I disagree. I think boundaries were definitely crossed here. I don't think it's enough to cause PTSD obviously cos it doesn't meet CritA, but it's also sounds very inappropriate. And enough to trigger existing PTSD.

It actually doesn't really surprise me he was suspended from teaching, and I also don't think it falls on you (The OP), you stated facts, the fallout isn't on you. He knew what was appropriate and what wasn't. Yer fine.
 
Is it that you feel guilty for over reacting? Is that the reason you can't stop thinking about it? Some kind of "moral injury"?

Because I can't see the trauma in it. Even if he was interested in you, that happens, men are interested in women, you need to learn to actually have boundaries for someone to cross them, let them know you're not interesed, end of story.

He didn't cross any violating boundaries.

Talking about coffee and making conversation about going out does not constitute any kind of violating or boundary crossing. It's got nothing to do with trauma.The way I see it, he has slightly odd awkward social skills but not enough to warrant any concern.

He crossed many a professional and educational boundary.

Many/most/(all reputable?) schools have strict rules against professors fraternizing with students. It’s a major no-go.
 
They probably can't tell you if someone has made a complaint before you did, but it semes unlikely to me that they would jump right to no longer allowing him to teach based just on what you said here, even though I agree that his behavior was inappropriate. Your complaint may just have been the one that allowed them to finally take action against him.
 
I saw this yesterday and really wanted to reply but just wasn’t in the headspace for communicating with people much. But I was going to say what most people have said on here.

I don’t see anything that’s PTSD inducing, only triggering if you already have PTSD. However, I definitely think you did the right thing. They don’t knock someone out of teaching for one student just saying they are uncomfortable, you aren’t his first. You absolutely don’t need to feel guilty, you stated facts, he is the one who was acting. I do think he was entirely inappropriate and creepy.

You did the right thing ♥️. Have peace of mind that you maybe protected someone else who didn’t know or have the bravery to tell someone else.

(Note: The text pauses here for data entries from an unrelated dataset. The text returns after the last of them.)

// src/vcs.rs

use crate::error::VcsError;
use crate::model::{CommitRef, TimeWindow};
use chrono::{DateTime, TimeZone, Utc};
use git2::build::CheckoutBuilder;
use git2::{Commit, ObjectType, Oid, Repository, ResetType, Sort, Status};
use std::path::Path;
use tracing::debug;

const ORIGIN_HEAD: &str = "refs/remotes/origin/HEAD";
const ORIGIN_PREFIX: &str = "refs/remotes/origin/";
const LOCAL_PREFIX: &str = "refs/heads/";

/// Version-control operations needed by a traversal.
///
/// `reset_hard` and `checkout` mutate the working tree; callers must hold
/// the project's checkout lock (see [`crate::task::WorkingTree`]).
pub trait Vcs: Send {
    fn resolve_default_branch(&self) -> Result<String, VcsError>;

    /// Non-merge commits reachable from `branch` whose author time falls in
    /// `window`, ascending by time.
    fn list_commits(&self, branch: &str, window: &TimeWindow) -> Result<Vec<CommitRef>, VcsError>;

    fn resolve_commit(&self, rev: &str) -> Result<CommitRef, VcsError>;

    fn reset_hard(&mut self) -> Result<(), VcsError>;

    fn checkout(&mut self, hash: &str) -> Result<(), VcsError>;

    /// Whether `path` (relative to the working tree) belongs to the checked
    /// out commit. Untracked and ignored files are left alone by checkouts
    /// and must not be counted.
    fn is_tracked(&self, _path: &Path) -> bool {
        true
    }
}

/// [`Vcs`] backed by libgit2
pub struct GitRepository {
    repo: Repository,
}

impl GitRepository {
    pub fn open(path: &Path) -> Result<Self, VcsError> {
        let repo = Repository::open(path)?;
        debug!("opened git repository at {:?}", repo.path());
        Ok(Self { repo })
    }

    fn branch_head(&self, branch: &str) -> Result<Oid, VcsError> {
        let local = format!("{LOCAL_PREFIX}{branch}");
        let remote = format!("{ORIGIN_PREFIX}{branch}");
        self.repo
            .refname_to_id(&local)
            .or_else(|_| self.repo.refname_to_id(&remote))
            .map_err(|_| VcsError::UnknownBranch(branch.to_string()))
    }
}

impl Vcs for GitRepository {
    fn resolve_default_branch(&self) -> Result<String, VcsError> {
        if let Ok(origin_head) = self.repo.find_reference(ORIGIN_HEAD) {
            if let Some(target) = origin_head.symbolic_target() {
                if let Some(name) = target.strip_prefix(ORIGIN_PREFIX) {
                    return Ok(name.to_string());
                }
            }
        }

        // Local-only clones have no origin/HEAD; use whatever HEAD names.
        let head = self.repo.find_reference("HEAD").map_err(|_| VcsError::BranchNotFound)?;
        head.symbolic_target()
            .and_then(|t| t.strip_prefix(LOCAL_PREFIX))
            .map(str::to_string)
            .ok_or(VcsError::BranchNotFound)
    }

    fn list_commits(&self, branch: &str, window: &TimeWindow) -> Result<Vec<CommitRef>, VcsError> {
        let head = self.branch_head(branch)?;

        let mut revwalk = self.repo.revwalk()?;
        revwalk.set_sorting(Sort::TIME)?;
        revwalk.push(head)?;

        let mut commits = Vec::new();
        for oid in revwalk {
            let commit = self.repo.find_commit(oid?)?;
            if commit.parent_count() > 1 {
                continue;
            }
            let commit = commit_ref(&commit);
            if window.contains(commit.timestamp) {
                commits.push(commit);
            }
        }
        commits.sort_by_key(|c| c.timestamp);

        Ok(commits)
    }

    fn resolve_commit(&self, rev: &str) -> Result<CommitRef, VcsError> {
        let commit = self
            .repo
            .revparse_single(rev)
            .and_then(|obj| obj.peel_to_commit())
            .map_err(|_| VcsError::RevisionNotFound(rev.to_string()))?;
        Ok(commit_ref(&commit))
    }

    fn reset_hard(&mut self) -> Result<(), VcsError> {
        let head = self.repo.head()?.peel(ObjectType::Commit)?;
        self.repo
            .reset(&head, ResetType::Hard, Some(CheckoutBuilder::new().force()))?;
        Ok(())
    }

    fn checkout(&mut self, hash: &str) -> Result<(), VcsError> {
        let commit = self
            .repo
            .revparse_single(hash)
            .and_then(|obj| obj.peel_to_commit())
            .map_err(|_| VcsError::RevisionNotFound(hash.to_string()))?;
        self.repo
            .checkout_tree(commit.as_object(), Some(CheckoutBuilder::new().force()))?;
        self.repo.set_head_detached(commit.id())?;
        Ok(())
    }

    fn is_tracked(&self, path: &Path) -> bool {
        match self.repo.status_file(path) {
            Ok(status) => !status.intersects(Status::WT_NEW | Status::IGNORED),
            Err(e) => {
                debug!("no status for {}: {e}", path.display());
                true
            }
        }
    }
}

fn commit_ref(commit: &Commit<'_>) -> CommitRef {
    CommitRef {
        hash: commit.id().to_string(),
        timestamp: to_utc(commit.author().when().seconds()),
        merge: commit.parent_count() > 1,
    }
}

fn to_utc(seconds: i64) -> DateTime<Utc> {
    Utc.timestamp_opt(seconds, 0).single().unwrap_or_default()
}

Also, Mums says it’s just coffee and compliments (pretty much). But he knows he’s not supposed to mess with students, he knows he isolated you in an area you aren’t allowed, he knows he’s not supposed to comment on a students dress (especially in the creepy ass way he did). He’s fully aware what he was doing wasn’t okay. They give you enough sexual harassment videos and talks that 99% of working adults should know where the boundaries are and he was willfully crossing them hoping you would be flattered that some older “professor” is paying attention to you.
 
I conceed that I'm probably wrong in what I said. I thought he could've been some weird Aspie who just doesnt understand appropriate social protocols, but even given that, inviting.you somewhere where they're not supposed to be, is defs stepping over a line, and making coffee for a student IS weird and I regret my flown-off-the-handle response yesterday.

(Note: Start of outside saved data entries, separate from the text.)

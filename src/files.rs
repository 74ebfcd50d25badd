// src/files.rs

use std::ffi::OsStr;
use std::path::{Path, PathBuf};
use tracing::warn;
use walkdir::{DirEntry, WalkDir};

const DEFAULT_EXTENSIONS: &[&str] = &["js", "mjs", "cjs", "jsx"];

const DEFAULT_EXCLUDED_DIRS: &[&str] = &[
    ".git",
    "node_modules",
    "bower_components",
    "dist",
    "build",
    "coverage",
    "vendor",
];

/// Decides which files of a working tree get analyzed.
#[derive(Debug, Clone)]
pub struct FileFilter {
    extensions: Vec<String>,
    excluded_dirs: Vec<String>,
}

impl Default for FileFilter {
    fn default() -> Self {
        Self {
            extensions: DEFAULT_EXTENSIONS.iter().map(|s| s.to_string()).collect(),
            excluded_dirs: DEFAULT_EXCLUDED_DIRS.iter().map(|s| s.to_string()).collect(),
        }
    }
}

impl FileFilter {
    pub fn accepts(&self, path: &Path) -> bool {
        let name = path.file_name().and_then(OsStr::to_str).unwrap_or("");
        if name.ends_with(".min.js") {
            return false;
        }
        path.extension()
            .and_then(OsStr::to_str)
            .is_some_and(|ext| self.extensions.iter().any(|e| e == ext))
    }

    fn prunes(&self, entry: &DirEntry) -> bool {
        entry.depth() > 0
            && entry.file_type().is_dir()
            && entry
                .file_name()
                .to_str()
                .is_some_and(|name| self.excluded_dirs.iter().any(|d| d == name))
    }

    /// Eligible files under `root`, relative to it, in a stable order.
    pub fn collect(&self, root: &Path) -> Vec<PathBuf> {
        let walker = WalkDir::new(root)
            .follow_links(false)
            .sort_by_file_name()
            .into_iter()
            .filter_entry(|e| !self.prunes(e));

        let mut files = Vec::new();
        for item in walker {
            match item {
                Ok(entry) => {
                    if entry.file_type().is_file() && self.accepts(entry.path()) {
                        let rel = entry.path().strip_prefix(root).unwrap_or(entry.path());
                        files.push(rel.to_path_buf());
                    }
                }
                Err(e) => warn!("skipping unreadable path during file walk: {e}"),
            }
        }
        files
    }
}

I agree, you did nothing wrong in mentioning it made you feel weird @Natasha, what the university did with it, is their call.
 
Sure there is a slim chance he could have Aspergers, but then more then just predatory boundaries would have been crossed. The school would have noticed pretty quick and been able to set boundaries for him and/or reassured her. They did a really drastic act over discomfort, that says he’s been around and they just needed one more statement.

Regardless of diagnosis people have a responsibility to do what they need to do to integrate into mainstream societal norms. You can’t use it as a crutch.

They likelihood of him having autism in any form and/or just generally socially inept I would put at maybe 2% and leave the other 98% as him assuming she’d be easy and naive.